What was once described as a “Wibbly wobbly timey wimey” mess, time neither proven to be linear nor encased inside a reality of it’s own. In the case of this week’s reading Judy Wajcman discusses technology’s ability to distort and alter our perception of time and the manner in which we allocate our priorities. Technology was perceived to be developed to better dictate our organisation of time, however the opposite might have occurred due to the accessibility of information. The blurring between work and play has become an pillar in society and thus we “lose rhythm of our lives”. The ramification of growing technology involves the culture that pressures you to over consume rather than relaxing for pleasure.

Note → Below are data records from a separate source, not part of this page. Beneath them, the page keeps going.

use countkit::builder::{CounterBuilder, CounterKind};
use countkit::metrics::exporter::PrometheusTextExporter;
use countkit::metrics::traits::{MetricsExporter, MetricsSnapshotProvider};

fn main() {
    let text = "the quick brown fox jumps over the lazy dog the end";

    for kind in CounterKind::ALL {
        let mut counter = CounterBuilder::new(16).build::<&str>(kind);
        for word in text.split_whitespace() {
            counter.increment(word);
        }
        counter.decrement(&"end");
        let _ = counter.max_key();
        let _ = counter.min_key();

        let exporter = PrometheusTextExporter::new(
            format!("countkit_{}", format!("{kind:?}").to_lowercase()),
            Vec::new(),
        );
        exporter.export(&counter.snapshot());
        print!("{}", String::from_utf8_lossy(&exporter.into_inner()));
    }
}

// Run with: cargo run --example builder_metrics --features metrics
//
// The scan counter reports `scan_steps_total` proportional to the number of
// live keys; the ordered and bucket counters report zero.
//! # Counted-Key Trait
//!
//! One contract, three implementations. Every store in this crate tracks a
//! positive count per key and answers "which key has the highest count" and
//! "which key has the lowest count". They differ only in how much work those
//! two questions cost.
//!
//! ## Architecture
//!
//! ```text
//!                  ┌─────────────────────────────────────────┐
//!                  │            CountedKeys<K>               │
//!                  │                                         │
//!                  │  increment(&mut, K) → u64               │
//!                  │  decrement(&mut, &K) → Option<u64>      │
//!                  │  max_key(&) → Option<&K>                │
//!                  │  min_key(&) → Option<&K>                │
//!                  │  count / contains / len / clear         │
//!                  └───────────────────┬─────────────────────┘
//!                                      │
//!        ┌─────────────────────────────┼─────────────────────────────┐
//!        ▼                             ▼                             ▼
//!  ┌──────────────┐           ┌──────────────────┐          ┌──────────────────┐
//!  │ ScanCounter  │           │  OrderedCounter  │          │   CountBuckets   │
//!  │ max/min O(n) │           │ max/min O(log d) │          │  everything O(1) │
//!  └──────────────┘           └──────────────────┘          └──────────────────┘
//!
//!  StrCountedKeys (blanket over CountedKeys<String>)
//!    max_key_or_empty / min_key_or_empty → "" when empty
//! ```
//!
//! ## Semantics shared by all implementations
//!
//! | Operation          | Absent key              | Present key (count `c`)          |
//! |--------------------|-------------------------|----------------------------------|
//! | `increment(k)`     | inserted at 1, returns 1| `c + 1` (saturates at `u64::MAX`)|
//! | `decrement(&k)`    | no-op, returns `None`   | `c - 1`; removed at 0, `Some(0)` |
//!
//! `max_key`/`min_key` return `None` on an empty store. When several keys tie
//! for the extreme count, any one of them may be returned.
//!
//! ## Example
//!
//! ```
//! use countkit::counter::ScanCounter;
//! use countkit::ds::CountBuckets;
//! use countkit::traits::CountedKeys;
//!
//! fn hottest<C: CountedKeys<&'static str>>(store: &mut C) -> Option<&'static str> {
//!     store.increment("a");
//!     store.increment("b");
//!     store.increment("b");
//!     store.max_key().copied()
//! }
//!
//! assert_eq!(hottest(&mut CountBuckets::new()), Some("b"));
//! assert_eq!(hottest(&mut ScanCounter::new()), Some("b"));
//! ```

/// Per-key counter with extremal-key queries.
pub trait CountedKeys<K> {
    /// Adds one to `key`'s count, inserting it at 1 if absent. Returns the new
    /// count.
    fn increment(&mut self, key: K) -> u64;

    /// Subtracts one from `key`'s count, removing the key when it reaches 0.
    ///
    /// Returns `None` (and changes nothing) if the key is absent, otherwise
    /// the new count, where `Some(0)` means the key was removed.
    fn decrement(&mut self, key: &K) -> Option<u64>;

    /// Returns a key holding the maximum count, or `None` if empty.
    fn max_key(&self) -> Option<&K>;

    /// Returns a key holding the minimum count, or `None` if empty.
    fn min_key(&self) -> Option<&K>;

    /// Returns `key`'s current count, if live.
    fn count(&self, key: &K) -> Option<u64>;

    /// Number of live keys.
    fn len(&self) -> usize;

    /// Drops every key.
    fn clear(&mut self);

    fn contains(&self, key: &K) -> bool {
        self.count(key).is_some()
    }

    fn is_empty(&self) -> bool {
        self.len() == 0
    }

    /// The highest live count.
    fn max_count(&self) -> Option<u64> {
        self.max_key().and_then(|key| self.count(key))
    }

    /// The lowest live count.
    fn min_count(&self) -> Option<u64> {
        self.min_key().and_then(|key| self.count(key))
    }
}

/// String-keyed convenience: extremal queries with an empty-string sentinel.
///
/// ```
/// use countkit::ds::CountBuckets;
/// use countkit::traits::{CountedKeys, StrCountedKeys};
///
/// let mut store: CountBuckets<String> = CountBuckets::new();
/// assert_eq!(store.max_key_or_empty(), "");
///
/// store.increment("x".to_string());
/// assert_eq!(store.min_key_or_empty(), "x");
/// ```
pub trait StrCountedKeys: CountedKeys<String> {
    fn max_key_or_empty(&self) -> &str {
        self.max_key().map(String::as_str).unwrap_or("")
    }

    fn min_key_or_empty(&self) -> &str {
        self.min_key().map(String::as_str).unwrap_or("")
    }
}

impl<T> StrCountedKeys for T where T: CountedKeys<String> + ?Sized {}
use std::io::Write;
use std::sync::Mutex;

use crate::metrics::snapshot::CounterMetricsSnapshot;
use crate::metrics::traits::MetricsExporter;

/// Prometheus text exporter for counter metrics snapshots.
///
/// Writes the Prometheus text exposition format so the output can be scraped
/// directly or forwarded to an OpenTelemetry collector.
#[derive(Debug)]
pub struct PrometheusTextExporter<W: Write + Send + Sync> {
    prefix: String,
    writer: Mutex<W>,
}

impl<W: Write + Send + Sync> PrometheusTextExporter<W> {
    pub fn new(prefix: impl Into<String>, writer: W) -> Self {
        Self {
            prefix: prefix.into(),
            writer: Mutex::new(writer),
        }
    }

    /// Consumes the exporter and returns the writer.
    pub fn into_inner(self) -> W {
        self.writer
            .into_inner()
            .unwrap_or_else(|poisoned| poisoned.into_inner())
    }

    fn write_metric(&self, kind: &str, suffix: &str, value: u64) {
        let name = self.metric_name(suffix);
        let mut writer = self
            .writer
            .lock()
            .unwrap_or_else(|poisoned| poisoned.into_inner());
        let _ = writeln!(writer, "# TYPE {} {}", name, kind);
        let _ = writeln!(writer, "{} {}", name, value);
    }

    fn write_counter(&self, suffix: &str, value: u64) {
        self.write_metric("counter", suffix, value);
    }

    fn write_gauge(&self, suffix: &str, value: u64) {
        self.write_metric("gauge", suffix, value);
    }

    fn metric_name(&self, suffix: &str) -> String {
        if self.prefix.is_empty() {
            suffix.to_string()
        } else {
            format!("{}_{}", self.prefix, suffix)
        }
    }
}

impl<W: Write + Send + Sync> MetricsExporter<CounterMetricsSnapshot> for PrometheusTextExporter<W> {
    fn export(&self, snapshot: &CounterMetricsSnapshot) {
        self.write_counter("increment_calls_total", snapshot.increment_calls);
        self.write_counter("increment_new_total", snapshot.increment_new);
        self.write_counter("increment_saturated_total", snapshot.increment_saturated);
        self.write_counter("decrement_calls_total", snapshot.decrement_calls);
        self.write_counter("decrement_missing_total", snapshot.decrement_missing);
        self.write_counter("decrement_removed_total", snapshot.decrement_removed);
        self.write_counter("clear_calls_total", snapshot.clear_calls);
        self.write_counter("buckets_created_total", snapshot.buckets_created);
        self.write_counter("buckets_removed_total", snapshot.buckets_removed);
        self.write_counter("max_key_calls_total", snapshot.max_key_calls);
        self.write_counter("min_key_calls_total", snapshot.min_key_calls);
        self.write_counter("scan_steps_total", snapshot.scan_steps);
        self.write_gauge("live_keys", snapshot.live_keys as u64);
        self.write_gauge("distinct_counts", snapshot.distinct_counts as u64);
    }
}
//! Slot arena with stable handles.
//!
//! Backing storage for the intrusive lists in [`CountBuckets`](crate::ds::CountBuckets):
//! both key records and count buckets live in a `SlotArena` and refer to each
//! other by [`SlotId`]. A handle stays valid until its slot is removed, no
//! matter how many other slots are inserted or freed in between.
//!
//! ```text
//!   slots:     [ Some(a) | None | Some(c) | Some(d) ]
//!   free_list: [ 1 ]
//!                 │
//!                 └── next insert reuses index 1
//! ```
//!
//! Freed indices are recycled LIFO, so a removed handle may later alias a new
//! value. Owners must drop every copy of a handle before removing its slot.

/// Stable handle into a [`SlotArena`].
#[derive(Debug, Clone, Copy, PartialEq, Eq, Hash)]
pub struct SlotId(pub(crate) usize);

impl SlotId {
    /// Returns the raw slot index.
    pub fn index(self) -> usize {
        self.0
    }
}

/// Vec-backed arena that hands out [`SlotId`]s and recycles freed slots.
#[derive(Debug)]
pub struct SlotArena<T> {
    slots: Vec<Option<T>>,
    free_list: Vec<usize>,
    len: usize,
}

impl<T> SlotArena<T> {
    pub fn new() -> Self {
        Self {
            slots: Vec::new(),
            free_list: Vec::new(),
            len: 0,
        }
    }

    pub fn with_capacity(capacity: usize) -> Self {
        Self {
            slots: Vec::with_capacity(capacity),
            free_list: Vec::new(),
            len: 0,
        }
    }

    /// Stores `value` and returns its handle.
    pub fn insert(&mut self, value: T) -> SlotId {
        let idx = match self.free_list.pop() {
            Some(idx) => {
                debug_assert!(self.slots[idx].is_none(), "free slot {idx} occupied");
                self.slots[idx] = Some(value);
                idx
            },
            None => {
                self.slots.push(Some(value));
                self.slots.len() - 1
            },
        };
        self.len += 1;
        SlotId(idx)
    }

    /// Takes the value out of `id`, freeing the slot. Returns `None` for a
    /// stale or out-of-range handle.
    pub fn remove(&mut self, id: SlotId) -> Option<T> {
        let value = self.slots.get_mut(id.0)?.take()?;
        self.free_list.push(id.0);
        self.len -= 1;
        Some(value)
    }

    #[inline]
    pub fn get(&self, id: SlotId) -> Option<&T> {
        self.slots.get(id.0).and_then(Option::as_ref)
    }

    #[inline]
    pub fn get_mut(&mut self, id: SlotId) -> Option<&mut T> {
        self.slots.get_mut(id.0).and_then(Option::as_mut)
    }

    pub fn contains(&self, id: SlotId) -> bool {
        self.get(id).is_some()
    }

    pub fn len(&self) -> usize {
        self.len
    }

    pub fn is_empty(&self) -> bool {
        self.len == 0
    }

    pub fn capacity(&self) -> usize {
        self.slots.capacity()
    }

    pub fn clear(&mut self) {
        self.slots.clear();
        self.free_list.clear();
        self.len = 0;
    }

    pub fn shrink_to_fit(&mut self) {
        // Trailing vacant slots can go; interior holes must keep their index.
        while matches!(self.slots.last(), Some(None)) {
            self.slots.pop();
        }
        let live = self.slots.len();
        self.free_list.retain(|&idx| idx < live);
        self.slots.shrink_to_fit();
        self.free_list.shrink_to_fit();
    }

    /// Approximate heap + inline footprint in bytes.
    pub fn approx_bytes(&self) -> usize {
        std::mem::size_of::<Self>()
            + self.capacity() * std::mem::size_of::<Option<T>>()
            + self.free_list.capacity() * std::mem::size_of::<usize>()
    }

    /// Iterates live `(SlotId, &T)` pairs in index order.
    pub fn iter(&self) -> impl Iterator<Item = (SlotId, &T)> {
        self.slots
            .iter()
            .enumerate()
            .filter_map(|(idx, slot)| slot.as_ref().map(|value| (SlotId(idx), value)))
    }
}

impl<T> Default for SlotArena<T> {
    fn default() -> Self {
        Self::new()
    }
}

It’s rather strange if you look at our society from a differing perspective, we promote smart phones, new technological developments and more efficient means to everyday tasks. However further use of this technology then transfers us push ourselves to work harder, we save time to create time, forcing ourselves to pile our workload higher and higher. There’s a sense of disgust that comes from simply “stopping” instead of working/creating/consuming, I’m constantly flooded with uni work, intern work, regular work and if I was ever to ask for a holiday there would be a limit placed upon that parameter.
I do believe it’s unfair to dictate that failure is linked to relaxation or “laziness” yet someone who is busy is considered successful. There is the saying “busy idiot” which doesn’t fail to comply with this theory, and as such it’s important to prioritize goals with a healthy balance between work and play.